■ **Collected data entries**:
//! Compensation rule engine.
//!
//! The `rules` module turns one subject's [`AttendanceSummary`] into a
//! [`PayBreakdown`].  Drivers are paid a salary (flat or hourly with
//! overtime), service providers a fee (monthly, per kilometre, per
//! trip or per day).  Both paths are deterministic and perform no
//! I/O; the only external figure, a provider's fleet size, is passed
//! in by the caller.
//!
//! All arithmetic is done in [`Decimal`].  Amount, bonuses and
//! deductions are each rounded to cents before net pay is derived, so
//! the net pay of an entry is exactly `amount + bonuses - deductions`
//! and period totals never drift.

use crate::aggregate::AttendanceSummary;
use crate::error::RuleError;
use crate::models::{Driver, PayBreakdown, ServiceProvider, Vehicle};
use rust_decimal::{Decimal, RoundingStrategy};
use uuid::Uuid;

/// Hours per month paid at the regular rate.
pub const REGULAR_HOURS_PER_MONTH: i64 = 160;
/// Working days a full month of attendance is measured against.
pub const EXPECTED_WORKING_DAYS: i64 = 22;
/// Decimal places kept on every amount.
pub const MONEY_SCALE: u32 = 2;

const TRIP_BONUS_THRESHOLD: u32 = 50;
const PROVIDER_TRIP_BONUS_THRESHOLD: u32 = 200;
const LOW_UTILISATION_TRIPS_PER_VEHICLE: i64 = 20;

/// Round a monetary value to cents, halves away from zero.
pub fn round_money(value: Decimal) -> Decimal {
    value.round_dp_with_strategy(MONEY_SCALE, RoundingStrategy::MidpointAwayFromZero)
}

/// A driver's pay with the salary components broken out.
#[derive(Debug, Clone, Copy, PartialEq, Eq)]
pub struct DriverPay {
    pub base_pay: Decimal,
    pub overtime_pay: Decimal,
    /// `amount` is base plus overtime.
    pub breakdown: PayBreakdown,
}

/// Treat zero like an unset rate.
fn configured(rate: Option<Decimal>) -> Option<Decimal> {
    rate.filter(|r| !r.is_zero())
}

fn non_negative(
    subject: &'static str,
    id: Uuid,
    field: &'static str,
    value: Option<Decimal>,
) -> Result<(), RuleError> {
    match value {
        Some(v) if v < Decimal::ZERO => Err(RuleError::NegativeRate {
            subject,
            id,
            field,
        }),
        _ => Ok(()),
    }
}

/// Compute the monthly salary of an employed driver.
///
/// Base pay is the flat `base_salary` when one is set, otherwise
/// `hourly_rate` times the hours worked up to
/// [`REGULAR_HOURS_PER_MONTH`].  Hours beyond that are paid as
/// overtime at `hourly_rate * overtime_rate` (1.5 by default)
/// whenever an hourly rate is set, even alongside a flat salary.
///
/// Bonuses: 5 per trip above 50, 100 for an attendance rate of at
/// least 95%, and 50 when the average speed over the month exceeds
/// 10 km/h.  Deductions: 10% of gross plus 20 per short day.
pub fn compute_driver_pay(
    driver: &Driver,
    summary: &AttendanceSummary,
) -> Result<DriverPay, RuleError> {
    non_negative("driver", driver.id, "base salary", driver.base_salary)?;
    non_negative("driver", driver.id, "hourly rate", driver.hourly_rate)?;
    let overtime_rate = match configured(driver.overtime_rate) {
        Some(rate) if rate < Decimal::ZERO => {
            return Err(RuleError::InvalidOvertimeRate(driver.id))
        }
        Some(rate) => rate,
        None => Decimal::new(15, 1),
    };

    let hours = summary.hours_worked.unwrap_or_default();
    let regular_hours = Decimal::from(REGULAR_HOURS_PER_MONTH);
    let hourly_rate = configured(driver.hourly_rate);

    let base_pay = match (configured(driver.base_salary), hourly_rate) {
        (Some(salary), _) => salary,
        (None, Some(rate)) => rate * hours.min(regular_hours),
        (None, None) => Decimal::ZERO,
    };

    let overtime_pay = match hourly_rate {
        Some(rate) if hours > regular_hours => rate * (hours - regular_hours) * overtime_rate,
        _ => Decimal::ZERO,
    };

    let mut bonuses = Decimal::ZERO;
    if summary.trips_completed > TRIP_BONUS_THRESHOLD {
        bonuses += Decimal::from(summary.trips_completed - TRIP_BONUS_THRESHOLD) * Decimal::from(5);
    }
    let attendance_rate = Decimal::from(summary.days_worked) * Decimal::ONE_HUNDRED
        / Decimal::from(EXPECTED_WORKING_DAYS);
    if attendance_rate >= Decimal::from(95) {
        bonuses += Decimal::ONE_HUNDRED;
    }
    let avg_km_per_hour = if hours > Decimal::ZERO {
        summary.kms_covered / hours
    } else {
        Decimal::ZERO
    };
    if avg_km_per_hour > Decimal::TEN {
        bonuses += Decimal::from(50);
    }

    let gross = base_pay + overtime_pay + bonuses;
    let deductions = gross * Decimal::new(10, 2) + Decimal::from(summary.short_days) * Decimal::from(20);

    let base_pay = round_money(base_pay);
    let overtime_pay = round_money(overtime_pay);
    Ok(DriverPay {
        base_pay,
        overtime_pay,
        breakdown: PayBreakdown {
            amount: base_pay + overtime_pay,
            bonuses: round_money(bonuses),
            deductions: round_money(deductions),
        },
    })
}

/// Compute the monthly fee of a service provider.
///
/// `vehicle` is the vehicle whose `daily_rate` is the last-resort
/// basis; `fleet_size` is the number of vehicles currently registered
/// to the provider.
///
/// The fee starts from `monthly_rate`.  Per-kilometre and per-trip
/// rates become the basis only while nothing else has; once a basis
/// exists they are paid as bonuses instead.  Fuel and toll expenses
/// are reimbursed on top of the amount.  More than 200 trips earns a
/// 500 bonus.  Deductions are 2% of gross plus a 500 penalty when the
/// average trips per registered vehicle is above zero but below 20.
pub fn compute_provider_fee(
    provider: &ServiceProvider,
    vehicle: &Vehicle,
    summary: &AttendanceSummary,
    fleet_size: u64,
) -> Result<PayBreakdown, RuleError> {
    non_negative("service provider", provider.id, "monthly rate", provider.monthly_rate)?;
    non_negative("service provider", provider.id, "per-km rate", provider.per_km_rate)?;
    non_negative("service provider", provider.id, "per-trip rate", provider.per_trip_rate)?;
    non_negative("vehicle", vehicle.id, "daily rate", vehicle.daily_rate)?;

    let mut amount = configured(provider.monthly_rate).unwrap_or_default();
    let mut bonuses = Decimal::ZERO;

    let metered = [
        (provider.per_km_rate, summary.kms_covered),
        (provider.per_trip_rate, Decimal::from(summary.trips_completed)),
    ];
    for (rate, quantity) in metered {
        if let Some(rate) = configured(rate) {
            if amount.is_zero() {
                amount = rate * quantity;
            } else {
                bonuses += rate * quantity;
            }
        }
    }

    if amount.is_zero() {
        if let Some(daily) = configured(vehicle.daily_rate) {
            amount = daily * Decimal::from(summary.days_worked);
        }
    }

    amount += summary.expenses();

    if summary.trips_completed > PROVIDER_TRIP_BONUS_THRESHOLD {
        bonuses += Decimal::from(500);
    }

    let gross = amount + bonuses;
    let mut deductions = gross * Decimal::new(2, 2);

    let avg_trips_per_vehicle = if fleet_size > 0 {
        Decimal::from(summary.trips_completed) / Decimal::from(fleet_size)
    } else {
        Decimal::ZERO
    };
    if avg_trips_per_vehicle > Decimal::ZERO
        && avg_trips_per_vehicle < Decimal::from(LOW_UTILISATION_TRIPS_PER_VEHICLE)
    {
        deductions += Decimal::from(500);
    }

    Ok(PayBreakdown {
        amount: round_money(amount),
        bonuses: round_money(bonuses),
        deductions: round_money(deductions),
    })
}
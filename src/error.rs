//! Error types for the payroll pipeline.
//!
//! Each layer has its own error enum.  [`PayrollError`] is what an
//! organisation job or a fan-out returns; it fails that one job and
//! leaves the queue's retry policy to decide what happens next.

use thiserror::Error;
use uuid::Uuid;

/// Malformed compensation parameters.
#[derive(Debug, Error, PartialEq, Eq)]
pub enum RuleError {
    /// A rate or salary was negative.
    #[error("{subject} {id} has a negative {field}")]
    NegativeRate {
        subject: &'static str,
        id: Uuid,
        field: &'static str,
    },

    /// The overtime multiplier was negative.
    #[error("driver {0} has a negative overtime rate")]
    InvalidOvertimeRate(Uuid),

    /// Attendance carried a negative quantity.
    #[error("attendance record {0} has negative hours, kilometres or costs")]
    NegativeAttendance(Uuid),
}

/// Persistence failures.
#[derive(Debug, Error, PartialEq, Eq)]
pub enum StoreError {
    /// A period for the same organisation and month already exists.
    #[error("payroll period already exists: {existing}")]
    DuplicatePeriod { existing: Uuid },

    /// An attendance record references a vehicle that does not exist.
    #[error("vehicle {0} referenced by attendance not found")]
    MissingVehicle(Uuid),

    /// The commit was aborted before completion; nothing was written.
    #[error("commit interrupted: {0}")]
    Interrupted(String),

    /// The backing store could not serve the request.
    #[error("store unavailable: {0}")]
    Unavailable(String),

    /// A query or migration failed.
    #[error("database error during '{operation}': {details}")]
    Database {
        operation: &'static str,
        details: String,
    },

    /// A stored row could not be read back into a record.
    #[error("corrupt {table} row: {details}")]
    Corrupt {
        table: &'static str,
        details: String,
    },
}

impl From<sqlx::Error> for StoreError {
    fn from(err: sqlx::Error) -> Self {
        StoreError::Database {
            operation: "query",
            details: err.to_string(),
        }
    }
}

impl From<sqlx::migrate::MigrateError> for StoreError {
    fn from(err: sqlx::migrate::MigrateError) -> Self {
        StoreError::Database {
            operation: "migrate",
            details: err.to_string(),
        }
    }
}

/// Job queue failures.
#[derive(Debug, Error, PartialEq, Eq)]
pub enum QueueError {
    /// The queue no longer accepts jobs.
    #[error("queue {0} is closed")]
    Closed(String),

    /// The job payload failed validation.
    #[error("invalid job: {0}")]
    InvalidJob(String),

    /// The job log could not record or restore a job.
    #[error("job log error: {0}")]
    Persistence(String),
}

impl From<StoreError> for QueueError {
    fn from(err: StoreError) -> Self {
        QueueError::Persistence(err.to_string())
    }
}

/// Errors surfaced by an organisation payroll job or a fan-out.
#[derive(Debug, Error)]
#[non_exhaustive]
pub enum PayrollError {
    #[error("compensation error: {0}")]
    Rule(#[from] RuleError),

    #[error("store error: {0}")]
    Store(#[from] StoreError),

    #[error("queue error: {0}")]
    Queue(#[from] QueueError),

    /// The year/month pair does not describe a representable month.
    #[error("invalid payroll period {year}-{month}")]
    InvalidPeriod { year: i32, month: u32 },

    /// The blocking pricing task did not finish.
    #[error("pricing task failed: {0}")]
    Pricing(String),

    /// Some organisations could not be enqueued during a fan-out.
    #[error("failed to enqueue payroll for {failed} of {total} organisations")]
    PartialFanOut { failed: usize, total: usize },
}

/// Result type using [`PayrollError`].
pub type Result<T> = std::result::Result<T, PayrollError>;
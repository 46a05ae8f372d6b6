//! Monthly fan-out.
//!
//! One monthly trigger becomes one organisation payroll job per
//! organisation.  A failure to enqueue one organisation is logged and
//! reported but does not stop the others.

use crate::error::{QueueError, Result};
use crate::job::OrganizationPayrollRequest;
use crate::queue::JobId;
use crate::store::PayrollStore;
use async_trait::async_trait;
use serde::Serialize;
use tracing::{error, info};
use uuid::Uuid;

/// Where fan-out sends organisation jobs.
#[async_trait]
pub trait JobSink: Send + Sync {
    async fn enqueue_organization(
        &self,
        request: OrganizationPayrollRequest,
    ) -> std::result::Result<JobId, QueueError>;
}

/// Per-organisation result of a fan-out.
#[derive(Debug, Clone, Default, PartialEq, Serialize)]
#[serde(rename_all = "camelCase")]
pub struct FanOutReport {
    pub year: i32,
    pub month: u32,
    pub enqueued: Vec<(Uuid, JobId)>,
    pub failed: Vec<(Uuid, String)>,
}

impl FanOutReport {
    pub fn total(&self) -> usize {
        self.enqueued.len() + self.failed.len()
    }
}

/// Enqueue an organisation payroll job for every organisation.
///
/// Fails only when the organisations cannot be listed, in which case
/// nothing was enqueued.
pub async fn fan_out_monthly(
    store: &dyn PayrollStore,
    sink: &dyn JobSink,
    year: i32,
    month: u32,
) -> Result<FanOutReport> {
    info!(year, month, "Starting monthly payroll generation");
    let organizations = store.list_organizations().await?;
    info!(organizations = organizations.len(), "Found organisations");

    let mut report = FanOutReport {
        year,
        month,
        ..FanOutReport::default()
    };
    for org in organizations {
        let request = OrganizationPayrollRequest {
            organization_id: org.id,
            year,
            month,
        };
        match sink.enqueue_organization(request).await {
            Ok(job_id) => {
                info!(organization = %org.name, organization_id = %org.id, %job_id, "Queued payroll generation");
                report.enqueued.push((org.id, job_id));
            }
            Err(e) => {
                error!(organization = %org.name, organization_id = %org.id, error = %e, "Failed to queue payroll generation");
                report.failed.push((org.id, e.to_string()));
            }
        }
    }
    Ok(report)
}

#[cfg(test)]
mod tests {
    use super::*;
    use crate::error::{PayrollError, StoreError};
    use crate::models::Organization;
    use crate::store::{InMemoryStore, SeedData};
    use tokio::sync::Mutex;

    /// Records requests and refuses one organisation.
    struct RecordingSink {
        refuse: Uuid,
        seen: Mutex<Vec<OrganizationPayrollRequest>>,
    }

    #[async_trait]
    impl JobSink for RecordingSink {
        async fn enqueue_organization(
            &self,
            request: OrganizationPayrollRequest,
        ) -> std::result::Result<JobId, QueueError> {
            if request.organization_id == self.refuse {
                return Err(QueueError::Closed("payroll".into()));
            }
            self.seen.lock().await.push(request);
            Ok(JobId(Uuid::new_v4()))
        }
    }

    fn orgs(n: u128) -> Vec<Organization> {
        (1..=n)
            .map(|i| Organization {
                id: Uuid::from_u128(i),
                name: format!("Org {i}"),
            })
            .collect()
    }

    #[tokio::test]
    async fn one_failed_enqueue_does_not_block_the_rest() {
        let store = InMemoryStore::from_seed(SeedData {
            organizations: orgs(3),
            ..SeedData::default()
        });
        let sink = RecordingSink {
            refuse: Uuid::from_u128(2),
            seen: Mutex::new(Vec::new()),
        };

        let report = fan_out_monthly(&store, &sink, 2025, 3).await.unwrap();
        assert_eq!(report.total(), 3);
        assert_eq!(report.enqueued.len(), 2);
        assert_eq!(report.failed[0].0, Uuid::from_u128(2));

        let seen = sink.seen.lock().await;
        assert_eq!(seen.len(), 2);
        assert!(seen.iter().all(|r| r.year == 2025 && r.month == 3));
        assert_eq!(seen[1].organization_id, Uuid::from_u128(3));
    }

    #[tokio::test]
    async fn listing_failure_enqueues_nothing() {
        let store = InMemoryStore::from_seed(SeedData {
            organizations: orgs(2),
            ..SeedData::default()
        });
        store.set_unavailable(true);
        let sink = RecordingSink {
            refuse: Uuid::nil(),
            seen: Mutex::new(Vec::new()),
        };

        let err = fan_out_monthly(&store, &sink, 2025, 3).await.unwrap_err();
        assert!(matches!(err, PayrollError::Store(StoreError::Unavailable(_))));
        assert!(sink.seen.lock().await.is_empty());
    }
}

■ **Task**: Gather all lines with the string "const" from the data.

■ **Written answer**:
pub const REGULAR_HOURS_PER_MONTH: i64 = 160;
pub const EXPECTED_WORKING_DAYS: i64 = 22;
pub const MONEY_SCALE: u32 = 2;
const TRIP_BONUS_THRESHOLD: u32 = 50;
const PROVIDER_TRIP_BONUS_THRESHOLD: u32 = 200;
const LOW_UTILISATION_TRIPS_PER_VEHICLE: i64 = 20;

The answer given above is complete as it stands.